Recently my boss has asked me to run some statistical analysis on our office's college football pool. He asked some specific questions and then also left it open ended so I can provide additional analysis if I found anything interesting.

The assumptions are as follows:

• The pool consists of 60 participants
• Each week, each participant picks the winners of 10 pre-set football games
• The pool is 15 weeks long
• Each person has a 50% chance of correctly picking each game

And the question I am struggling with is:

• With 60 participants, what is the confidence of the best participant hitting a season average of 55%. 57.5%, 60%? 62.5%

All of the other questions are pretty straightforward normal distribution questions that I was able to solve the answer to. Can anyone help me solve this, please? My issue with the question is I can't think of how to conceptually attack this problem. It seems that the most logical way to solve for this would be to run simulations, but it has been a while since my college stats classes in which they taught this. Any guidance or help would be much appreciated. I have been using excel for this analysis

The rest of the questions he asked, I left below:

• For an individual in a given week, what is the probability of getting 10 right, 9, 8, etc…
• Over the season, what can an individual expect out of 15 weeks- __ weeks of 6 right, __ weeks of 5 right, __ weeks of 4 right, etc.
• For the season, what is the chance an individual might get 55% right? 57.5%? 60%? 62.5%
• For all participants for all weeks, how many 10 week wins can we expect? 9 wins? 8? For example, could we expect that 2 people hit 10 wins sometime over the course of the season?
• What is the standard deviation of the group’s overall performance and some statistics on where the group might come out for say 1-standard deviation, 2 sd?

Answer 1

I think this will work. Someone please let me know if I've had a brain-o. (ETA: It does—kind of. But see the comments.)

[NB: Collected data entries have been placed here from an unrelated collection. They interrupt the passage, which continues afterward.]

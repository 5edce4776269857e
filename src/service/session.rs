//! Build session control: `SetSession`, `GetSessionStats`.
//!
//! Neither call talks to the remote store, so they go through
//! [`Interceptor::observe`] and never trigger the handshake themselves.

use std::sync::Arc;

use tonic::{Request, Response, Status};
use tracing::info;
use xcelerate_protocol::session::session_server::Session;
use xcelerate_protocol::session::{
    GetSessionStatsRequest, GetSessionStatsResponse, SetSessionRequest, SetSessionResponse,
};

use crate::interceptor::Interceptor;
use crate::session::{SessionFields, StatsSnapshot};

pub struct SessionService {
    interceptor: Arc<Interceptor>,
}

impl SessionService {
    pub fn new(interceptor: Arc<Interceptor>) -> Self {
        Self { interceptor }
    }

    /// Activate a new session. Counters restart at zero and the next
    /// outgoing call re-registers the invocation.
    pub fn activate(&self, fields: SessionFields) {
        info!(
            invocation_id = %fields.invocation_id,
            app = %fields.app_slug,
            build = %fields.build_slug,
            step = %fields.step_slug,
            "session activated"
        );
        self.interceptor.session().activate(fields);
    }

    pub fn stats(&self) -> StatsSnapshot {
        self.interceptor.session().snapshot().stats().snapshot()
    }
}

#[tonic::async_trait]
impl Session for SessionService {
    async fn set_session(
        &self,
        request: Request<SetSessionRequest>,
    ) -> Result<Response<SetSessionResponse>, Status> {
        self.interceptor.observe("SetSession");
        let request = request.into_inner();

        self.activate(SessionFields::new(
            request.invocation_id,
            request.app_slug,
            request.build_slug,
            request.step_slug,
        ));
        Ok(Response::new(SetSessionResponse {}))
    }

    async fn get_session_stats(
        &self,
        _request: Request<GetSessionStatsRequest>,
    ) -> Result<Response<GetSessionStatsResponse>, Status> {
        self.interceptor.observe("GetSessionStats");
        let stats = self.stats();

        Ok(Response::new(GetSessionStatsResponse {
            uploaded_bytes: stats.uploaded_bytes,
            downloaded_bytes: stats.downloaded_bytes,
            hits: stats.hits,
            misses: stats.misses,
        }))
    }
}
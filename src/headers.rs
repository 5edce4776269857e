//! Outgoing metadata for remote store calls.
//!
//! Two layers are merged onto every request sent to the remote store:
//!
//! - static credentials: `x-flare-buildtool`, `authorization`, `x-org-id`;
//! - per-session identifiers: the marshalled Bazel `RequestMetadata` under
//!   `build.bazel.remote.execution.v2.requestmetadata-bin`, plus `x-app-id`,
//!   `x-flare-build-id` and `x-flare-step-id`.
//!
//! Empty values are omitted. The merged map is built once per session
//! generation, together with the `GetCapabilities` handshake the store uses
//! to register a new invocation.

use std::sync::Arc;
use std::time::Duration;

use prost::Message;
use thiserror::Error;
use tonic::metadata::{AsciiMetadataValue, BinaryMetadataValue, MetadataMap};
use tonic::{Extensions, Request};
use tracing::info;
use xcelerate_protocol::remote_execution::{RequestMetadata, ToolDetails};

use crate::remote::{RemoteError, RemoteStore};
use crate::session::{SessionFields, SessionGeneration};

pub const BUILD_TOOL_HEADER: &str = "x-flare-buildtool";
pub const AUTHORIZATION_HEADER: &str = "authorization";
pub const ORG_ID_HEADER: &str = "x-org-id";
pub const APP_ID_HEADER: &str = "x-app-id";
pub const BUILD_ID_HEADER: &str = "x-flare-build-id";
pub const STEP_ID_HEADER: &str = "x-flare-step-id";
pub const REQUEST_METADATA_HEADER: &str = "build.bazel.remote.execution.v2.requestmetadata-bin";

/// Errors building outgoing metadata.
#[derive(Debug, Error)]
pub enum HeaderError {
    #[error("value for metadata header '{header}' is not a valid header value")]
    InvalidValue { header: &'static str },
}

/// Errors preparing a session for outgoing calls.
#[derive(Debug, Error)]
pub enum HandshakeError {
    #[error(transparent)]
    Header(#[from] HeaderError),

    #[error("GetCapabilities handshake failed: {0}")]
    Capabilities(#[source] RemoteError),
}

/// Static credentials attached to every outgoing call.
#[derive(Clone, Default)]
pub struct Credentials {
    pub token: String,
    pub org_id: String,
    pub tool_name: String,
}

impl std::fmt::Debug for Credentials {
    fn fmt(&self, f: &mut std::fmt::Formatter<'_>) -> std::fmt::Result {
        f.debug_struct("Credentials")
            .field("token", &if self.token.is_empty() { "" } else { "<redacted>" })
            .field("org_id", &self.org_id)
            .field("tool_name", &self.tool_name)
            .finish()
    }
}

/// Fully merged metadata for one session generation.
#[derive(Debug, Clone, Default)]
pub struct OutgoingHeaders {
    metadata: MetadataMap,
}

fn ascii_value(header: &'static str, value: &str) -> Result<AsciiMetadataValue, HeaderError> {
    AsciiMetadataValue::try_from(value).map_err(|_| HeaderError::InvalidValue { header })
}

impl OutgoingHeaders {
    /// Headers with no entries.
    pub fn empty() -> Self {
        Self::default()
    }

    /// Merge credentials and session identifiers into one metadata map.
    pub fn build(credentials: &Credentials, session: &SessionFields) -> Result<Self, HeaderError> {
        let mut metadata = MetadataMap::new();

        let ascii = [
            (BUILD_TOOL_HEADER, credentials.tool_name.clone()),
            (
                AUTHORIZATION_HEADER,
                if credentials.token.is_empty() {
                    String::new()
                } else {
                    format!("bearer {}", credentials.token)
                },
            ),
            (ORG_ID_HEADER, credentials.org_id.clone()),
            (APP_ID_HEADER, session.app_slug.clone()),
            (BUILD_ID_HEADER, session.build_slug.clone()),
            (STEP_ID_HEADER, session.step_slug.clone()),
        ];
        for (header, value) in ascii {
            if !value.is_empty() {
                metadata.insert(header, ascii_value(header, &value)?);
            }
        }

        let request_metadata = RequestMetadata {
            tool_details: Some(ToolDetails {
                tool_name: credentials.tool_name.clone(),
                tool_version: String::new(),
            }),
            tool_invocation_id: session.invocation_id.clone(),
            ..Default::default()
        };
        metadata.insert_bin(
            REQUEST_METADATA_HEADER,
            BinaryMetadataValue::from_bytes(&request_metadata.encode_to_vec()),
        );

        Ok(Self { metadata })
    }

    pub fn metadata(&self) -> &MetadataMap {
        &self.metadata
    }

    /// Wrap `message` in a request carrying these headers.
    pub fn request<T>(&self, message: T) -> Request<T> {
        Request::from_parts(self.metadata.clone(), Extensions::default(), message)
    }
}

/// Builds outgoing metadata and runs the per-invocation handshake.
pub struct HeaderInjector {
    credentials: Credentials,
    remote: Arc<dyn RemoteStore>,
}

impl HeaderInjector {
    pub fn new(credentials: Credentials, remote: Arc<dyn RemoteStore>) -> Self {
        Self {
            credentials,
            remote,
        }
    }

    /// Metadata for `generation`, marshalling it and issuing
    /// `GetCapabilities` if this is the first call of the session.
    pub async fn headers_for(
        &self,
        generation: &SessionGeneration,
        timeout: Option<Duration>,
    ) -> Result<Arc<OutgoingHeaders>, HandshakeError> {
        generation
            .fresh_headers(|| async {
                let fields = generation.fields();
                let headers = OutgoingHeaders::build(&self.credentials, fields)?;

                info!(
                    invocation_id = %fields.invocation_id,
                    "registering invocation with remote store"
                );
                self.remote
                    .get_capabilities(&headers, timeout)
                    .await
                    .map_err(HandshakeError::Capabilities)?;

                Ok::<_, HandshakeError>(Arc::new(headers))
            })
            .await
    }
}

#[cfg(test)]
mod tests {
    use super::*;

    fn credentials() -> Credentials {
        Credentials {
            token: "secret".to_string(),
            org_id: "org-1".to_string(),
            tool_name: "xcelerate".to_string(),
        }
    }

    #[test]
    fn test_build_sets_all_headers() {
        let session = SessionFields::new("inv-A", "app", "build", "step");
        let headers = OutgoingHeaders::build(&credentials(), &session).unwrap();
        let md = headers.metadata();

        assert_eq!(md.get(BUILD_TOOL_HEADER).unwrap(), "xcelerate");
        assert_eq!(md.get(AUTHORIZATION_HEADER).unwrap(), "bearer secret");
        assert_eq!(md.get(ORG_ID_HEADER).unwrap(), "org-1");
        assert_eq!(md.get(APP_ID_HEADER).unwrap(), "app");
        assert_eq!(md.get(BUILD_ID_HEADER).unwrap(), "build");
        assert_eq!(md.get(STEP_ID_HEADER).unwrap(), "step");
        assert_eq!(md.len(), 7);
    }

    #[test]
    fn test_request_metadata_is_marshalled() {
        let session = SessionFields::new("inv-A", "", "", "");
        let headers = OutgoingHeaders::build(&credentials(), &session).unwrap();

        let raw = headers
            .metadata()
            .get_bin(REQUEST_METADATA_HEADER)
            .unwrap()
            .to_bytes()
            .unwrap();
        let decoded = RequestMetadata::decode(raw).unwrap();

        assert_eq!(decoded.tool_invocation_id, "inv-A");
        assert_eq!(decoded.tool_details.unwrap().tool_name, "xcelerate");
    }

    #[test]
    fn test_empty_values_are_omitted() {
        let session = SessionFields::new("inv-A", "", "", "");
        let headers = OutgoingHeaders::build(&Credentials::default(), &session).unwrap();
        let md = headers.metadata();

        assert!(md.get(AUTHORIZATION_HEADER).is_none());
        assert!(md.get(ORG_ID_HEADER).is_none());
        assert!(md.get(APP_ID_HEADER).is_none());
        assert!(md.get_bin(REQUEST_METADATA_HEADER).is_some());
        assert_eq!(md.len(), 1);
    }

    #[test]
    fn test_invalid_token_is_rejected() {
        let mut creds = credentials();
        creds.token = "line\nbreak".to_string();
        let err = OutgoingHeaders::build(&creds, &SessionFields::anonymous()).unwrap_err();
        assert!(matches!(
            err,
            HeaderError::InvalidValue {
                header: AUTHORIZATION_HEADER
            }
        ));
    }

    #[test]
    fn test_request_carries_headers() {
        let headers = OutgoingHeaders::build(&credentials(), &SessionFields::anonymous()).unwrap();
        let request = headers.request(());
        assert_eq!(request.metadata().get(ORG_ID_HEADER).unwrap(), "org-1");
    }

    #[test]
    fn test_debug_redacts_token() {
        let printed = format!("{:?}", credentials());
        assert!(!printed.contains("secret"));
    }
}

With each player picking $150$ games, the distribution of the number of correctly guessed games is approximately normal with a mean of $150/2 = 75$, and a variance of $150/4 = 75/2$, and therefore a standard deviation of $\sqrt{75/2} \approx 6.12$.

What you're looking for is the distribution of the $k$th order statistic, with $k = n = 60$ (that is, the maximum). We can do this by finding this order statistic for a uniform distribution (the percentiles, effectively), and mapping this onto the normal distribution. This random variable $M$ (for Maximum) has a Beta distribution:

$$ M \sim \text{Beta}(60, 1) $$

which has a PDF of

$$ f_M(m) = 60 m^{59} \qquad 0 \leq m \leq 1 $$

So, let's suppose you want to know the probability that the winner gets at least $60$ percent. This is $90$ of the $150$ games, or $15/6.12 \approx 2.45$ standard deviations out. This puts it at the $99.2847$th percentile. Then we integrate

\begin{align} P(\text{winner picks at least $60$ percent}) & = \int_{m=0.992847}^1 60m^{59} \, dm \\ & = \left. m^{60} \right]_{m=0.992847}^1 \\ & \approx 0.35 \end{align}

I don't dare trust that figure very closely until I try with some more significant digits. (ETA: I think it's still pretty good—or it would be, if the normal approximation were good enough.) But you get the idea.

Answer 2

Let's say $X_i$ is the number of games chosen correctly by the $i$th individual, for $i = 1,2,3, \dots ,60$. Then $X_i$ follows a Binomial distribution with $n=150$ and $p=0.5$, which has a mean of $\mu=np = 75$ and a standard deviation of $\sigma=\sqrt{np(1-p)} = 6.12$. We can reasonably approximate this with a Normal distribution with the same mean and standard deviation. A success rate of $60%$ corresponds to $X_i \ge 90$. Consider the complementary event, $X_i < 90$.
$$P(X_i < 90) = P \left( \frac{X_i - \mu}{\sigma} < \frac{90-\mu}{\sigma} =2.45 \right) = \Phi(2.45) = 0.99286$$ where $\Phi$ is the cumulative distribution function of a Normal(0,1) random variable. (By way of comparison, use of the Binomial distribution instead of the Normal yields $P(X_i <90) = P(X_i \le 89) = 0.99120$.)

So using the Normal approximation, the probability that all $60$ individuals have a success rate less than $60$ is $P(X_i < 90)^{60} = 0.651$, and the probability that the highest-scoring individual has a success rate greater then $60$ is $1- 0.651 = 0.349$.